Adli Tıp Kurumu Kanunun 16. maddesine göre 4. Adli Tıp İhtisas Kurulu, cezai ehliyet veya bunu kaldıran yada hafifleten sebepler ile ilgili rapor vermekle yetkili ve görevlidir yine aynı kanunun 18. maddesine göre de Gözlem İhtisas dairesi ise mahkemeler ve hakimlerce gözleme tabi tutulmasına karar verilenleri gözleme tabi tutmak ve gözlem sonucunu rapora dönüştürmekle görevlidir.

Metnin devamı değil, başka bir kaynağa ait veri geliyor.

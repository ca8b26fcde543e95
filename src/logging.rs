// src/logging.rs

//! Logging setup for `isorun` using `tracing` + `tracing-subscriber`.
//!
//! Priority for determining the log level:
//! 1. `--log-level` CLI flag (if provided)
//! 2. `ISORUN_LOG` environment variable (e.g. "info", "debug")
//! 3. default to `warn`
//!
//! Logs are sent to STDERR so that stdout stays reserved for the relayed
//! subordinate output. The user-facing diagnostics ("Command timed out",
//! `Error: ...`) also go to stderr, hence the quiet default level.

use anyhow::Result;
use tracing_subscriber::fmt;

use crate::cli::LogLevel;

/// Initialise global logging subscriber.
///
/// Safe to call once at startup.
pub fn init_logging(cli_level: Option<LogLevel>) -> Result<()> {
    let level = match cli_level {
        Some(lvl) => level_from_log_level(lvl),
        None => std::env::var("ISORUN_LOG")
            .ok()
            .and_then(|s| parse_level_str(&s))
            .unwrap_or(tracing::Level::WARN),
    };

    fmt()
        .with_max_level(level)
        .with_target(true)
        .with_thread_ids(false)
        .with_thread_names(false)
        .with_writer(std::io::stderr)
        .init();

    Ok(())
}

fn level_from_log_level(lvl: LogLevel) -> tracing::Level {
    match lvl {
        LogLevel::Error => tracing::Level::ERROR,
        LogLevel::Warn => tracing::Level::WARN,
        LogLevel::Info => tracing::Level::INFO,
        LogLevel::Debug => tracing::Level::DEBUG,
        LogLevel::Trace => tracing::Level::TRACE,
    }
}

fn parse_level_str(s: &str) -> Option<tracing::Level> {
    match s.trim().to_lowercase().as_str() {
        "error" => Some(tracing::Level::ERROR),
        "warn" | "warning" => Some(tracing::Level::WARN),
        "info" => Some(tracing::Level::INFO),
        "debug" => Some(tracing::Level::DEBUG),
        "trace" => Some(tracing::Level::TRACE),
        _ => None,
    }
}
// src/supervise/command.rs

use std::path::{Path, PathBuf};

/// An executable plus the argument vector to hand it, exactly as the caller
/// supplied them.
///
/// Arguments are forwarded verbatim; isorun never parses or rewrites them.
#[derive(Debug, Clone, PartialEq, Eq)]
pub struct Command {
    program: PathBuf,
    args: Vec<String>,
}

impl Command {
    pub fn new(program: impl Into<PathBuf>, args: Vec<String>) -> Self {
        Self {
            program: program.into(),
            args,
        }
    }

    pub fn program(&self) -> &Path {
        &self.program
    }

    pub fn args(&self) -> &[String] {
        &self.args
    }

    /// Build the `tokio::process::Command` for this invocation.
    ///
    /// Stdio wiring and session setup stay with the invoker; this only maps
    /// program and arguments.
    pub fn to_tokio_command(&self) -> tokio::process::Command {
        let mut cmd = tokio::process::Command::new(&self.program);
        cmd.args(&self.args);
        cmd
    }
}
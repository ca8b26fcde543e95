// src/provision/backend.rs

//! Pluggable provisioning backend abstraction.
//!
//! - `ShellBuildBackend` is the default implementation used by `isorun`.
//!   It runs the configured build command through the platform shell when
//!   the binary is missing.
//! - Tests can provide their own `ProvisionBackend` that, for example,
//!   records which paths were requested without building anything.

use std::future::Future;
use std::path::Path;
use std::pin::Pin;
use std::process::Stdio;

use tokio::process::Command;
use tracing::{debug, warn};

use crate::errors::{IsorunError, Result};

/// Trait abstracting how the subordinate binary is made present.
///
/// Production code uses [`ShellBuildBackend`]; tests can provide their own
/// implementation. The method is called once, before any supervision.
pub trait ProvisionBackend: Send {
    /// Ensure the binary at `path` exists, building it if the backend knows
    /// how.
    fn ensure_binary<'a>(
        &'a mut self,
        path: &'a Path,
    ) -> Pin<Box<dyn Future<Output = Result<()>> + Send + 'a>>;
}

/// Real provisioning backend: build-if-missing through the platform shell.
///
/// The build runs with stdin, stdout and stderr all null, and its exit
/// status is not treated as fatal: if the build did not produce the binary,
/// the subsequent launch reports that instead. Only a build command that
/// cannot be started at all is an error.
pub struct ShellBuildBackend {
    build_cmd: Option<String>,
}

impl ShellBuildBackend {
    pub fn new(build_cmd: Option<String>) -> Self {
        Self { build_cmd }
    }
}

impl ProvisionBackend for ShellBuildBackend {
    fn ensure_binary<'a>(
        &'a mut self,
        path: &'a Path,
    ) -> Pin<Box<dyn Future<Output = Result<()>> + Send + 'a>> {
        Box::pin(async move {
            if path.exists() {
                debug!(path = %path.display(), "subordinate binary present; build skipped");
                return Ok(());
            }

            let Some(build_cmd) = self.build_cmd.as_deref() else {
                debug!(
                    path = %path.display(),
                    "binary missing and no build command configured"
                );
                return Ok(());
            };

            debug!(path = %path.display(), cmd = build_cmd, "binary missing; running build command");

            // Build a shell command appropriate for the platform.
            let mut cmd = if cfg!(windows) {
                let mut c = Command::new("cmd");
                c.arg("/C").arg(build_cmd);
                c
            } else {
                let mut c = Command::new("sh");
                c.arg("-c").arg(build_cmd);
                c
            };

            cmd.stdin(Stdio::null())
                .stdout(Stdio::null())
                .stderr(Stdio::null());

            let status = cmd.status().await.map_err(|err| {
                IsorunError::ProvisionError(format!(
                    "running build command '{build_cmd}': {err}"
                ))
            })?;

            if !status.success() {
                warn!(
                    cmd = build_cmd,
                    exit_code = status.code().unwrap_or(-1),
                    "build command exited nonzero"
                );
            }

            Ok(())
        })
    }
}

Yargıtay 1. Ceza Dairemizin kökleşmiş uygulamalarına göre de sanığın akıl hastalığı ve cezai ehliyeti hususunda tereddüt var ise sanık Adli Tıp Kurumuna sevk edilerek önce Gözlem İhtisas Dairesinde müşahede altına alınıp gözlem sonucunda düzenlenecek rapor ile birlikte sanık hakkında Adli Tıp 4. İhtisas Kurulundan suç tarihi ve şimdiki hali itibariyle akli durumu ve cezai ehliyeti hakkında rapor aldırılmalıdır. Gözlem İhtisas Dairesi ile 4. İhtisas Kurulu kararları arasında çelişki oluşur ise Adli Tıp Genel Kurulundan muayanesi yaptırılarak rapor aldırılmalıdır. Mahkemelerce bu prosedüre uyulmadan verilen kararlar Dairemizin yerleşik kararları ile bozulmaktadır. (1.C.D 25.05.2015, 6008/3320; 1.C.D 21.09.2015, 5594/3276; 1.C.D 7.05.2015, 4748/2981; 1.C.D 17.02.2015, 438/731; 1.C.D 10.12.2014, 5999/6096; 1.C.D 27.11.2014, 5102/5667; 1.C.D 19.06.2013, 1313/4526; 1.C.D 11.06.2013, 2004/4333; 1. C.D 09.05.2013, 1217/3734; 1. C.D 30.04.2013, 933/3433; 1.C.D 29.05.2012, 5373/4331; 1.C.D 08.03.2010, 1933/1316; 1.C.D 08.02.2010, 466/659; 1.C.D 26.01.2010, 9298/345)
Dosya kapsamına göre suç tarihinde sanığın eşi katılan ... sanıktan şikayetçi olup müdafii aracılığıyla dosyaya sunduğu temyiz ve istinaf dilekçelerinde sanığın akıl sağlığının yerinde olduğunu savunmaktadır.
Bahsedilen gerekçelerle sanık hakkında Bam Ceza Dairesi tarafından düzeltilerek onanan TCK’nin 32/1. maddesi gereği sanık hakkında ceza tayinine yer olmadığına dair kararın eksik inceleme nedeniyle bozularak dosyanın Adli Tıp Kurumu 4. İhitisas Dairesine gönderilip cezai ehliyet yönünden rapor aldırılması, Gözlem İhtisas dairesi raporuyla çelişmesi halinde bu kez Adli Tıp Kurumu Genel Kurulundan rapor alınması ve sonucuna göre hüküm kurulması gerekçesi ile bozulması kanaatinde olduğumdan Dairemizin çoğunluk görüşüne muhalifim.